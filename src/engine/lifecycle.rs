//! Leave request state machine.
//!
//! Every legal move is one row in the rule tables, keyed on `(status, action)`. A row
//! says who may take the action, which deadline gates it, and what happens to
//! a root request versus a cancellation/modification segment.

use chrono::{Duration, NaiveDateTime, NaiveTime};
use serde::Deserialize;
use strum_macros::{Display, EnumIter, EnumString};
use utoipa::ToSchema;

use crate::error::AppError;
use crate::model::leave_request::{LeaveRequest, LeaveStatus};
use crate::model::role::Actor;

#[derive(Debug, Clone, Copy, PartialEq, Eq, Hash, Deserialize, ToSchema, EnumString, Display, EnumIter)]
#[serde(rename_all = "kebab-case")]
#[strum(serialize_all = "kebab-case")]
pub enum LeaveAction {
    Approve,
    Reject,
    Cancel,
    RequestCancellation,
    RequestModification,
    ApproveCancellation,
    RejectCancellation,
    ApproveModification,
    RejectModification,
    UndoCancellation,
    UndoModification,
}

impl LeaveAction {
    pub fn is_review(self) -> bool {
        matches!(
            self,
            LeaveAction::Approve
                | LeaveAction::Reject
                | LeaveAction::ApproveCancellation
                | LeaveAction::RejectCancellation
                | LeaveAction::ApproveModification
                | LeaveAction::RejectModification
        )
    }
}

#[derive(Debug, Clone, Copy, PartialEq, Eq)]
pub enum Who {
    /// The requesting employee (admins may act for them).
    Owner,
    Reviewer,
    OwnerOrReviewer,
}

#[derive(Debug, Clone, Copy, PartialEq, Eq)]
pub enum Deadline {
    None,
    /// Before the cutoff on the request's first day.
    BeforeStart,
    /// Before the cutoff on the day after the request last changed state.
    BeforeNextDay,
}

#[derive(Debug, Clone, Copy, PartialEq, Eq)]
pub enum Target {
    To(LeaveStatus),
    /// Back to the status parked with the proposed change.
    Restore,
}

/// Follow-up work the engine performs once the new status is decided.
#[derive(Debug, Clone, Copy, PartialEq, Eq)]
pub enum Effect {
    /// Move a parked full modification onto the request itself.
    ApplyProposal,
    /// Write the ledger rows for every non-weekend day.
    Reconcile,
    /// Drop `source_request_id` locks held by this request (and its parent, for segments).
    ReleaseLock,
    /// Best-effort null of status/hours/location over the request's dates.
    WipeRange,
    /// Give the segment's duration back to the master request.
    RestoreParentDuration,
    /// Flag the parent as partially modified.
    MarkParentModified,
}

#[derive(Debug, Clone, Copy)]
pub struct Step {
    pub target: Target,
    pub effects: &'static [Effect],
}

#[derive(Debug, Clone, Copy)]
pub struct Rule {
    pub from: LeaveStatus,
    pub action: LeaveAction,
    pub who: Who,
    pub deadline: Deadline,
    pub root: Option<Step>,
    pub segment: Option<Step>,
}

const fn to(status: LeaveStatus, effects: &'static [Effect]) -> Option<Step> {
    Some(Step {
        target: Target::To(status),
        effects,
    })
}

const RESTORE: Option<Step> = Some(Step {
    target: Target::Restore,
    effects: &[],
});

/// Used instead of the approval step when another grant now overlaps.
pub const CANCELLATION_OVERLAP_STEP: Step = Step {
    target: Target::To(LeaveStatus::CancellationRejected),
    effects: &[Effect::RestoreParentDuration],
};

use Effect::*;
use LeaveAction as A;
use LeaveStatus as S;

macro_rules! granted_rules {
    ($status:expr) => {
        [
            Rule {
                from: $status,
                action: A::RequestCancellation,
                who: Who::Owner,
                deadline: Deadline::BeforeStart,
                root: to(S::RequestingForCancellation, &[]),
                segment: None,
            },
            Rule {
                from: $status,
                action: A::RequestModification,
                who: Who::Owner,
                deadline: Deadline::None,
                root: to(S::RequestingForModification, &[]),
                segment: None,
            },
            Rule {
                from: $status,
                action: A::Cancel,
                who: Who::Reviewer,
                deadline: Deadline::BeforeStart,
                root: to(S::Cancelled, &[ReleaseLock, WipeRange]),
                segment: None,
            },
        ]
    };
}

static APPROVED_RULES: [Rule; 3] = granted_rules!(S::Approved);
static MODIFIED_RULES: [Rule; 3] = granted_rules!(S::RequestModified);

static REVIEW_RULES: [Rule; 10] = [
    Rule {
        from: S::Pending,
        action: A::Approve,
        who: Who::Reviewer,
        deadline: Deadline::None,
        root: to(S::Approved, &[Reconcile]),
        segment: None,
    },
    Rule {
        from: S::Pending,
        action: A::Reject,
        who: Who::Reviewer,
        deadline: Deadline::None,
        root: to(S::Rejected, &[ReleaseLock]),
        segment: None,
    },
    Rule {
        from: S::Pending,
        action: A::Cancel,
        who: Who::OwnerOrReviewer,
        deadline: Deadline::None,
        root: to(S::Cancelled, &[ReleaseLock, WipeRange]),
        segment: None,
    },
    Rule {
        from: S::Pending,
        action: A::RequestModification,
        who: Who::Owner,
        deadline: Deadline::None,
        root: to(S::RequestingForModification, &[]),
        segment: None,
    },
    Rule {
        from: S::RequestingForCancellation,
        action: A::ApproveCancellation,
        who: Who::Reviewer,
        deadline: Deadline::None,
        // rows stay locked until the explicit attendance clear
        root: to(S::CancellationApproved, &[]),
        segment: to(S::CancellationApproved, &[]),
    },
    Rule {
        from: S::RequestingForCancellation,
        action: A::RejectCancellation,
        who: Who::Reviewer,
        deadline: Deadline::None,
        root: to(S::Approved, &[]),
        segment: to(S::CancellationRejected, &[RestoreParentDuration]),
    },
    Rule {
        from: S::RequestingForCancellation,
        action: A::UndoCancellation,
        who: Who::Owner,
        deadline: Deadline::BeforeNextDay,
        root: to(S::Approved, &[]),
        segment: to(S::Cancelled, &[RestoreParentDuration]),
    },
    Rule {
        from: S::RequestingForModification,
        action: A::ApproveModification,
        who: Who::Reviewer,
        deadline: Deadline::None,
        root: to(S::ModificationApproved, &[ApplyProposal, Reconcile]),
        segment: to(S::ModificationApproved, &[Reconcile, MarkParentModified]),
    },
    Rule {
        from: S::RequestingForModification,
        action: A::RejectModification,
        who: Who::Reviewer,
        deadline: Deadline::None,
        root: RESTORE,
        segment: to(S::ModificationRejected, &[ReleaseLock]),
    },
    Rule {
        from: S::RequestingForModification,
        action: A::UndoModification,
        who: Who::Owner,
        deadline: Deadline::None,
        root: RESTORE,
        segment: to(S::ModificationCancelled, &[]),
    },
];

pub fn rule_for(from: LeaveStatus, action: LeaveAction) -> Option<&'static Rule> {
    REVIEW_RULES
        .iter()
        .chain(APPROVED_RULES.iter())
        .chain(MODIFIED_RULES.iter())
        .find(|rule| rule.from == from && rule.action == action)
}

impl Rule {
    pub fn step_for(&self, request: &LeaveRequest) -> Option<Step> {
        if request.is_segment() {
            self.segment
        } else {
            self.root
        }
    }
}

/// Looks up the step for `action` on `request`, or explains why it is illegal.
pub fn plan(request: &LeaveRequest, action: LeaveAction) -> Result<(&'static Rule, Step), AppError> {
    let illegal = || {
        AppError::forbidden(format!(
            "Cannot {} a request that is {}",
            action, request.status
        ))
    };
    let rule = rule_for(request.status, action).ok_or_else(illegal)?;
    let step = rule.step_for(request).ok_or_else(illegal)?;
    Ok((rule, step))
}

impl Target {
    pub fn resolve(self, request: &LeaveRequest) -> Result<LeaveStatus, AppError> {
        match self {
            Target::To(status) => Ok(status),
            Target::Restore => request
                .proposed
                .as_ref()
                .map(|proposal| proposal.prior_status)
                .ok_or_else(|| {
                    AppError::internal(format!(
                        "Request {} has no parked modification to restore from",
                        request.id
                    ))
                }),
        }
    }
}

pub fn authorize(who: Who, request: &LeaveRequest, actor: &Actor) -> Result<(), AppError> {
    let owner = actor.owns(request.employee_id) || actor.is_admin();
    let allowed = match who {
        Who::Owner => owner,
        Who::Reviewer => actor.is_reviewer(),
        Who::OwnerOrReviewer => owner || actor.is_reviewer(),
    };
    if allowed {
        Ok(())
    } else {
        Err(AppError::forbidden(match who {
            Who::Owner => "Only the requesting employee can do this",
            Who::Reviewer => "Admin/Manager only",
            Who::OwnerOrReviewer => "Not allowed to change this request",
        }))
    }
}

pub fn check_deadline(
    deadline: Deadline,
    request: &LeaveRequest,
    now: NaiveDateTime,
    cutoff: NaiveTime,
) -> Result<(), AppError> {
    let limit = match deadline {
        Deadline::None => return Ok(()),
        Deadline::BeforeStart => request.from_date.and_time(cutoff),
        Deadline::BeforeNextDay => (request.updated_at.date() + Duration::days(1)).and_time(cutoff),
    };
    require_before(limit, now)
}

pub fn require_before(limit: NaiveDateTime, now: NaiveDateTime) -> Result<(), AppError> {
    if now < limit {
        Ok(())
    } else {
        Err(AppError::forbidden(format!(
            "Deadline passed: this had to be done before {}",
            limit.format("%Y-%m-%d %H:%M")
        )))
    }
}
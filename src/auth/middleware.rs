use actix_web::middleware::Next;
use actix_web::{
    Error, HttpMessage, HttpResponse,
    body::BoxBody,
    dev::{ServiceRequest, ServiceResponse},
    web::Data,
};
use serde_json::json;

use crate::auth::auth::AuthUser;
use crate::auth::jwt::verify_token;
use crate::config::Config;
use crate::model::role::Role;

fn unauthorized(req: ServiceRequest, body: serde_json::Value) -> ServiceResponse<BoxBody> {
    let resp = HttpResponse::Unauthorized().json(body);
    req.into_response(resp.map_into_boxed_body())
}

pub async fn auth_middleware(
    req: ServiceRequest,
    next: Next<BoxBody>,
) -> Result<ServiceResponse<BoxBody>, Error> {
    let config = req
        .app_data::<Data<Config>>()
        .cloned()
        .ok_or_else(|| actix_web::error::ErrorInternalServerError("App config missing"))?;

    let header_value = req
        .headers()
        .get("Authorization")
        .map(|h| h.to_str().map(str::to_string));
    let header_value = match header_value {
        Some(Ok(value)) => value,
        Some(Err(_)) => {
            return Ok(unauthorized(
                req,
                json!({"message": "Invalid Authorization header encoding"}),
            ));
        }
        None => return Ok(unauthorized(req, json!({"message": "Missing Authorization header"}))),
    };

    let Some(token) = header_value.strip_prefix("Bearer ") else {
        return Ok(unauthorized(
            req,
            json!({"message": "Authorization header must start with Bearer"}),
        ));
    };

    let claims = match verify_token(token, &config.jwt_secret) {
        Ok(c) => c,
        Err(e) => {
            tracing::debug!(error = %e, "Token rejected");
            return Ok(unauthorized(
                req,
                json!({"message": "Invalid or expired token", "details": e}),
            ));
        }
    };

    let Some(role) = Role::from_id(claims.role) else {
        return Ok(unauthorized(req, json!({"message": "Invalid role"})));
    };

    tracing::debug!(user = %claims.sub, user_id = claims.user_id, role = ?role, "Request authenticated");
    req.extensions_mut().insert(AuthUser {
        user_id: claims.user_id,
        role,
        employee_id: claims.employee_id,
    });

    next.call(req).await
}
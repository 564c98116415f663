use actix_web::{HttpResponse, ResponseError, http::StatusCode};
use derive_more::Display;
use serde_json::json;

/// Error taxonomy shared by the engine, the stores and the HTTP handlers.
#[derive(Debug, Display, Clone, PartialEq, Eq)]
pub enum AppError {
    /// Overlapping request/slot, or a duplicate ledger row.
    #[display(fmt = "{}", _0)]
    Conflict(String),
    /// Month locked, blocker active, deadline passed, wrong actor.
    #[display(fmt = "{}", _0)]
    Forbidden(String),
    #[display(fmt = "{}", _0)]
    NotFound(String),
    #[display(fmt = "{}", _0)]
    Validation(String),
    #[display(fmt = "{}", _0)]
    Internal(String),
}

impl std::error::Error for AppError {}

impl AppError {
    pub fn conflict(msg: impl Into<String>) -> Self {
        AppError::Conflict(msg.into())
    }

    pub fn forbidden(msg: impl Into<String>) -> Self {
        AppError::Forbidden(msg.into())
    }

    pub fn not_found(msg: impl Into<String>) -> Self {
        AppError::NotFound(msg.into())
    }

    pub fn validation(msg: impl Into<String>) -> Self {
        AppError::Validation(msg.into())
    }

    pub fn internal(msg: impl Into<String>) -> Self {
        AppError::Internal(msg.into())
    }
}

impl ResponseError for AppError {
    fn status_code(&self) -> StatusCode {
        match self {
            AppError::Conflict(_) => StatusCode::CONFLICT,
            AppError::Forbidden(_) => StatusCode::FORBIDDEN,
            AppError::NotFound(_) => StatusCode::NOT_FOUND,
            AppError::Validation(_) => StatusCode::BAD_REQUEST,
            AppError::Internal(_) => StatusCode::INTERNAL_SERVER_ERROR,
        }
    }

    fn error_response(&self) -> HttpResponse {
        let message = match self {
            // never leak driver details to callers
            AppError::Internal(_) => "Internal Server Error".to_string(),
            other => other.to_string(),
        };
        HttpResponse::build(self.status_code()).json(json!({ "message": message }))
    }
}

impl From<sqlx::Error> for AppError {
    fn from(e: sqlx::Error) -> Self {
        if let sqlx::Error::Database(db_err) = &e {
            if db_err.code().as_deref() == Some("23000") {
                return AppError::Conflict("Record already exists".to_string());
            }
        }
        tracing::error!(error = %e, "Database error");
        AppError::Internal(e.to_string())
    }
}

▸ PROMPT: Among the entries, find every line holding "Bearer" and return it.

▸ PROBLEM SOLUTION:
    let Some(token) = header_value.strip_prefix("Bearer ") else {
            json!({"message": "Authorization header must start with Bearer"}),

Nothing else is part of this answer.